Das letzte Kapitel des Romans mit dem Titel „A Disappearance“ wird letztlich nicht mehr von der kollektiven Stimme der Frauen erzählt, sondern aus der kollektiven Perspektive ihrer weißen Nachbarn, die nichts getan haben um den betroffenen Familien zu helfen. Der Roman widmet sich hier der Dynamik des Vergessens und der Repression von Komplizenschaft. Hier ist auch die Relevanz von The Buddha in the Attic für die heutige Zeit zu erkennen.

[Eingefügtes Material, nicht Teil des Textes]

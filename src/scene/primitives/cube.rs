use nalgebra::Rotation3;

use crate::{
    geometry::{FloatType, Ray, TexturePoint, WorldBox, WorldPoint, WorldVector},
    scene::{Object, ShapeHit, in_range},
};

/// Box with its own orientation, intersected in its local frame.
#[derive(Clone, Debug, PartialEq)]
pub struct Cube {
    pub center: WorldPoint,
    pub half_extents: WorldVector,
    pub orientation: Rotation3<FloatType>,
}

impl Cube {
    pub fn new(center: WorldPoint, size: FloatType) -> Self {
        Self::with_extents(center, WorldVector::repeat(size / 2.0))
    }

    pub fn with_extents(center: WorldPoint, half_extents: WorldVector) -> Self {
        Cube {
            center,
            half_extents: half_extents.abs(),
            orientation: Rotation3::identity(),
        }
    }

    fn to_local(&self, point: &WorldPoint) -> WorldVector {
        self.orientation.inverse_transform_vector(&(point - self.center))
    }
}

impl Object for Cube {
    fn intersect(&self, ray: &Ray, t_min: FloatType, t_max: FloatType) -> Option<ShapeHit> {
        let origin = self.to_local(&ray.origin);
        let direction = self.orientation.inverse_transform_vector(&ray.direction);

        let mut near = FloatType::NEG_INFINITY;
        let mut far = FloatType::INFINITY;
        for axis in 0..3 {
            let h = self.half_extents[axis];
            if direction[axis] == 0.0 {
                // Parallel to the slab, either always inside or never
                if origin[axis].abs() > h {
                    return None;
                }
                continue;
            }
            let inv = 1.0 / direction[axis];
            let t1 = (-h - origin[axis]) * inv;
            let t2 = (h - origin[axis]) * inv;
            near = near.max(t1.min(t2));
            far = far.min(t1.max(t2));
        }

        if near > far {
            return None;
        }
        let t = [near, far].into_iter().find(|t| in_range(*t, t_min, t_max))?;

        let local_point = origin + direction * t;
        let (axis, _) = local_point
            .component_div(&self.half_extents.map(|h| h.max(FloatType::EPSILON)))
            .abs()
            .argmax();
        let mut local_normal = WorldVector::zeros();
        local_normal[axis] = local_point[axis].signum();

        let (u_axis, v_axis) = ((axis + 1) % 3, (axis + 2) % 3);
        let uv = TexturePoint::new(
            face_coordinate(local_point[u_axis], self.half_extents[u_axis]),
            face_coordinate(local_point[v_axis], self.half_extents[v_axis]),
        );

        Some(
            ShapeHit::new(t, ray.point_at(t), self.orientation * local_normal)
                .with_texture_coordinates(uv),
        )
    }

    fn get_bounding_box(&self) -> WorldBox {
        let corners = WorldBox::from_center(WorldPoint::origin(), self.half_extents)
            .corners()
            .map(|corner| self.center + self.orientation * corner.coords);
        WorldBox::from_points(corners.iter())
            .unwrap_or_else(|| WorldBox::new(self.center, self.center))
    }

    fn translate(&mut self, delta: &WorldVector) {
        self.center += delta;
    }

    fn rotate(&mut self, rotation: &Rotation3<FloatType>) {
        self.orientation = rotation * self.orientation;
    }

    fn center(&self) -> WorldPoint {
        self.center
    }

    fn support(&self, direction: &WorldVector) -> WorldPoint {
        let local = self.orientation.inverse_transform_vector(direction);
        let corner = self
            .half_extents
            .zip_map(&local, |h, d| if d >= 0.0 { h } else { -h });
        self.center + self.orientation * corner
    }
}

fn face_coordinate(x: FloatType, half_extent: FloatType) -> FloatType {
    if half_extent > 0.0 {
        (x / half_extent + 1.0) / 2.0
    } else {
        0.0
    }
}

Zusammenhang mit Trumps „MuslimBan“

Genau wie der Angriff auf Pearl Harbor von Politikern wie Roosevelt instrumentalisiert wurde um die tief verwurzelte rassistische Ideologie per Dekret zu legalisieren und hunderttausende Menschen zu entrechten, so benutzt die Regierung Trump das steigende anti-islamische Sentiment, um die eigenen Ziele zu verwirklichen. Der „MuslimBan“ wird nur eine der vielen Arten sein, die weiße Vorherrschaft in den USA auszubauen und zu legalisieren.

Der „MuslimBan“ Trumps stellt deshalb erneut eine Politik der Entmenschlichung dar (die auch in Deutschland durch die AfD vertreten wird), gegen die wir uns nicht mit einer historischen Amnesie wehren können, sondern nur mit einer aktiven Auseinandersetzung mit vergangenen Versäumnissen, einem Eingeständnis von Fehlern und einer daraus resultierenden transformierenden Erkenntnis, die unser Handeln leitet.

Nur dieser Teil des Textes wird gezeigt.